─── Record extracts ───
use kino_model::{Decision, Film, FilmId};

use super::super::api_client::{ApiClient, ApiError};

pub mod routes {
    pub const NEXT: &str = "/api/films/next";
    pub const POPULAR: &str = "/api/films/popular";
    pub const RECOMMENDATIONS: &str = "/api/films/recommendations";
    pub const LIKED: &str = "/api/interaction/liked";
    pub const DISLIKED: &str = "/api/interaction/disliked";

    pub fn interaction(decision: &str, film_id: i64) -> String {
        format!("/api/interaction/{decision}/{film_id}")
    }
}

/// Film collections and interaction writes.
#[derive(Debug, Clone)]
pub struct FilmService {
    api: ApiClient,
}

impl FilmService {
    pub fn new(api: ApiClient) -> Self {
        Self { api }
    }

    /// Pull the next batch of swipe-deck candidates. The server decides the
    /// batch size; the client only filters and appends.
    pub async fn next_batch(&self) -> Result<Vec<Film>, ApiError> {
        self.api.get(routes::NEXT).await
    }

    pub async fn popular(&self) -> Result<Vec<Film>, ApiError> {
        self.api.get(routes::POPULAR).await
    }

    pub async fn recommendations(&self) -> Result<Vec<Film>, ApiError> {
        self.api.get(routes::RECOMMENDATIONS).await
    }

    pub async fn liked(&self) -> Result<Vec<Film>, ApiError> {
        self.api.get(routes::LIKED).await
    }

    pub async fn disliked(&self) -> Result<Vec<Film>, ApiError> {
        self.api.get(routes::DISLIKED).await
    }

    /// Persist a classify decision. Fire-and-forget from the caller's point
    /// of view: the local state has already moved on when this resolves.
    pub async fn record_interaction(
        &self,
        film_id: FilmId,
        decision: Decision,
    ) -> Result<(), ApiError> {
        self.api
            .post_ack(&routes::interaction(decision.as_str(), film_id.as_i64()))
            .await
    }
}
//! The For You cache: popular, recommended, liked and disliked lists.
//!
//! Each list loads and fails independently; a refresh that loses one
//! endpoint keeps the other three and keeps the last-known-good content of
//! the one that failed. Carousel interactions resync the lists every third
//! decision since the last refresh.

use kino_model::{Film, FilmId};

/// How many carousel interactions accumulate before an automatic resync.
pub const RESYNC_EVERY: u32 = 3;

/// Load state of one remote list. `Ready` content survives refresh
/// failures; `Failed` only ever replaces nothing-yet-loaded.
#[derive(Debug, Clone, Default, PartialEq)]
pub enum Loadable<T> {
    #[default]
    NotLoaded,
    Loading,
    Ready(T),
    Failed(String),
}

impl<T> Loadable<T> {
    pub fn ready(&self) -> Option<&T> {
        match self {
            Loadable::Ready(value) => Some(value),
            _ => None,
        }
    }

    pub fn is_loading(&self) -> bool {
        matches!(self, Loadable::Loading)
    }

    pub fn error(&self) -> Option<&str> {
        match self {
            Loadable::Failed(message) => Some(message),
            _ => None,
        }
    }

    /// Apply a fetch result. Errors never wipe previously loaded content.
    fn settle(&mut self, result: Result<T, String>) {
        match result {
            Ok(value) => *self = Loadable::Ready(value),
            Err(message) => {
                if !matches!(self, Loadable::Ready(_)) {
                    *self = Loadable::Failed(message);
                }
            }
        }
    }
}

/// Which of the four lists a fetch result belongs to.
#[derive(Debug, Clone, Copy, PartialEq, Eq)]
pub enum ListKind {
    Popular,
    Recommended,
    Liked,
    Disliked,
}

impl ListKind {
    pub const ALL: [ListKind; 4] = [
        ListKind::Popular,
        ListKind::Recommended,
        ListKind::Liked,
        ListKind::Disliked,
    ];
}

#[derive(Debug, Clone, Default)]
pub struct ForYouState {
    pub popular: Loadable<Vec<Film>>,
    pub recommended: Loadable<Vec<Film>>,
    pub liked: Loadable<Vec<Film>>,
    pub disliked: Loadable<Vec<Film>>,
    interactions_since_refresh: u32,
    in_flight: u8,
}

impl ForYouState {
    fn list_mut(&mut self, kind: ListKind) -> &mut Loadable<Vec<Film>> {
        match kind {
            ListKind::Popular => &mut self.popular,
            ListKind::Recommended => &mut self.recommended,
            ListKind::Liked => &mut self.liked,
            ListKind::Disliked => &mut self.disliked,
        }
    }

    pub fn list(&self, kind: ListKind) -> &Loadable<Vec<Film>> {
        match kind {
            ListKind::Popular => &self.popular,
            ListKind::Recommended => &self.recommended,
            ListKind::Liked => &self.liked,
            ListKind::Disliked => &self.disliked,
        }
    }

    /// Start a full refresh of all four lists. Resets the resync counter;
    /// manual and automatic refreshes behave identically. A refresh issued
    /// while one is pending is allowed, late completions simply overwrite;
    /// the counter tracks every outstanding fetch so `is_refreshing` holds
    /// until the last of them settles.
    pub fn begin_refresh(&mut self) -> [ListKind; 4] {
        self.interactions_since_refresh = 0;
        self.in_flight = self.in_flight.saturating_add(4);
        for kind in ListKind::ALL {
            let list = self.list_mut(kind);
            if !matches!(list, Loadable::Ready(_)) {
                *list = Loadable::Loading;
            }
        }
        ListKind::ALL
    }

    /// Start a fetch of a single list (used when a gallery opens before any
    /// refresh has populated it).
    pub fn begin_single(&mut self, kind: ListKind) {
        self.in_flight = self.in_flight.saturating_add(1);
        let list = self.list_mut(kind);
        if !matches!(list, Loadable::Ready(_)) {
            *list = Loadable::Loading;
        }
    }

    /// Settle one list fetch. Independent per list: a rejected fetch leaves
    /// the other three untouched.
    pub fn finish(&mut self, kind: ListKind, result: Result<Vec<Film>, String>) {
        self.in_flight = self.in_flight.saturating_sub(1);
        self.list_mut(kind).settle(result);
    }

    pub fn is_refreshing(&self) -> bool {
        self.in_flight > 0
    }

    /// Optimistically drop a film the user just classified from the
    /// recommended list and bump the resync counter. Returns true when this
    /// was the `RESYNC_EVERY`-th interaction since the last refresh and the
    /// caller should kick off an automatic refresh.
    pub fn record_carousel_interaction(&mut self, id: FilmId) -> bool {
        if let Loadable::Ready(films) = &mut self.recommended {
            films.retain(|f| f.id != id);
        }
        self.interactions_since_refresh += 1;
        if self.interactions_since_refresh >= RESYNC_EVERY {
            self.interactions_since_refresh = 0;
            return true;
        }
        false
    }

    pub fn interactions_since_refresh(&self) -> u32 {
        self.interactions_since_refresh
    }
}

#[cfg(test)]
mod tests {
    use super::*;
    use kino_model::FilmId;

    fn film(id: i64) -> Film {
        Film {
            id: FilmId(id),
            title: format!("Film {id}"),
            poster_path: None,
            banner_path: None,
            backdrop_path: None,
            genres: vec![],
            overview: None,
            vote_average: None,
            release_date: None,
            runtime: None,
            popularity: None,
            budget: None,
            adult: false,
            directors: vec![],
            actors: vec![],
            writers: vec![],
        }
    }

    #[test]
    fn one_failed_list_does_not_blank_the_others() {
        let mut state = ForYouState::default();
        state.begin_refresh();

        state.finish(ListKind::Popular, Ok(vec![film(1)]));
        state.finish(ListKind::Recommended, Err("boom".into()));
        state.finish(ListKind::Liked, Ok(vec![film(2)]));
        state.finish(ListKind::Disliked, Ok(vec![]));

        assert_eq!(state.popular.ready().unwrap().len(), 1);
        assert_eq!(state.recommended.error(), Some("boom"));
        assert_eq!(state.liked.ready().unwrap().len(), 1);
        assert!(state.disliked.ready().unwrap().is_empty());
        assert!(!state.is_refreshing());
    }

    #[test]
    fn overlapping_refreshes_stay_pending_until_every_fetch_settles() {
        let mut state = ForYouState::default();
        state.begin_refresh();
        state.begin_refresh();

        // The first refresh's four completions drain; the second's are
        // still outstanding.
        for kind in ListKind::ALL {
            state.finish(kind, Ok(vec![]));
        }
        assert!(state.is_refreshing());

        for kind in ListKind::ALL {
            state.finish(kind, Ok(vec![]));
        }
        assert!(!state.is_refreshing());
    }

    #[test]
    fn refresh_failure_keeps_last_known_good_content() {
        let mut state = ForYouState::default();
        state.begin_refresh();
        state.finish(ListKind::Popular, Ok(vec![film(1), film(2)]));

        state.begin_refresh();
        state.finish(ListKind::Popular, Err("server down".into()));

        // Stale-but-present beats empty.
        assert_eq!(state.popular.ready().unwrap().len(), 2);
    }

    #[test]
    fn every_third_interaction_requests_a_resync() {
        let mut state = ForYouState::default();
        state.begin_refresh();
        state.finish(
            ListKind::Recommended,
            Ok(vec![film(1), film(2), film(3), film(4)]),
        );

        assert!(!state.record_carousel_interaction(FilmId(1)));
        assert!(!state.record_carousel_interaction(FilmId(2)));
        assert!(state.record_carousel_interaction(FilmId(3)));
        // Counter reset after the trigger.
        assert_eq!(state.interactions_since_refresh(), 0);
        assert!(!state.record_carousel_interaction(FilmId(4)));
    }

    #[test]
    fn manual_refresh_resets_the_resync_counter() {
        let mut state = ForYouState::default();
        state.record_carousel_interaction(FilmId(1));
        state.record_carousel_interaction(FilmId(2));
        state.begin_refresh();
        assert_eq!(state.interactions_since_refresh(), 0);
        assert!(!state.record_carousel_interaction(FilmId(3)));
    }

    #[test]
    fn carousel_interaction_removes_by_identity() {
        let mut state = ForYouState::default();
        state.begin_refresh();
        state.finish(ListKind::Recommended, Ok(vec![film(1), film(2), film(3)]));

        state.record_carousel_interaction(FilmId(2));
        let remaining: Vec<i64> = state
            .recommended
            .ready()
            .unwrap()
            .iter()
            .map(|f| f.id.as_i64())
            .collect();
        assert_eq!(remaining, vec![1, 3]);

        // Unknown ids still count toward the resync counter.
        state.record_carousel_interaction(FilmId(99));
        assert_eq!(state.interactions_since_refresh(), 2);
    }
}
───
→ Try it:
Give an exact copy of the lines above, from the top of the records to the line that contains "self.api.get(routes::RECOMMENDATIONS).await", taking in both ends.

→ Output of the exercise:
use kino_model::{Decision, Film, FilmId};

use super::super::api_client::{ApiClient, ApiError};

pub mod routes {
    pub const NEXT: &str = "/api/films/next";
    pub const POPULAR: &str = "/api/films/popular";
    pub const RECOMMENDATIONS: &str = "/api/films/recommendations";
    pub const LIKED: &str = "/api/interaction/liked";
    pub const DISLIKED: &str = "/api/interaction/disliked";

    pub fn interaction(decision: &str, film_id: i64) -> String {
        format!("/api/interaction/{decision}/{film_id}")
    }
}

/// Film collections and interaction writes.
#[derive(Debug, Clone)]
pub struct FilmService {
    api: ApiClient,
}

impl FilmService {
    pub fn new(api: ApiClient) -> Self {
        Self { api }
    }

    /// Pull the next batch of swipe-deck candidates. The server decides the
    /// batch size; the client only filters and appends.
    pub async fn next_batch(&self) -> Result<Vec<Film>, ApiError> {
        self.api.get(routes::NEXT).await
    }

    pub async fn popular(&self) -> Result<Vec<Film>, ApiError> {
        self.api.get(routes::POPULAR).await
    }

    pub async fn recommendations(&self) -> Result<Vec<Film>, ApiError> {
        self.api.get(routes::RECOMMENDATIONS).await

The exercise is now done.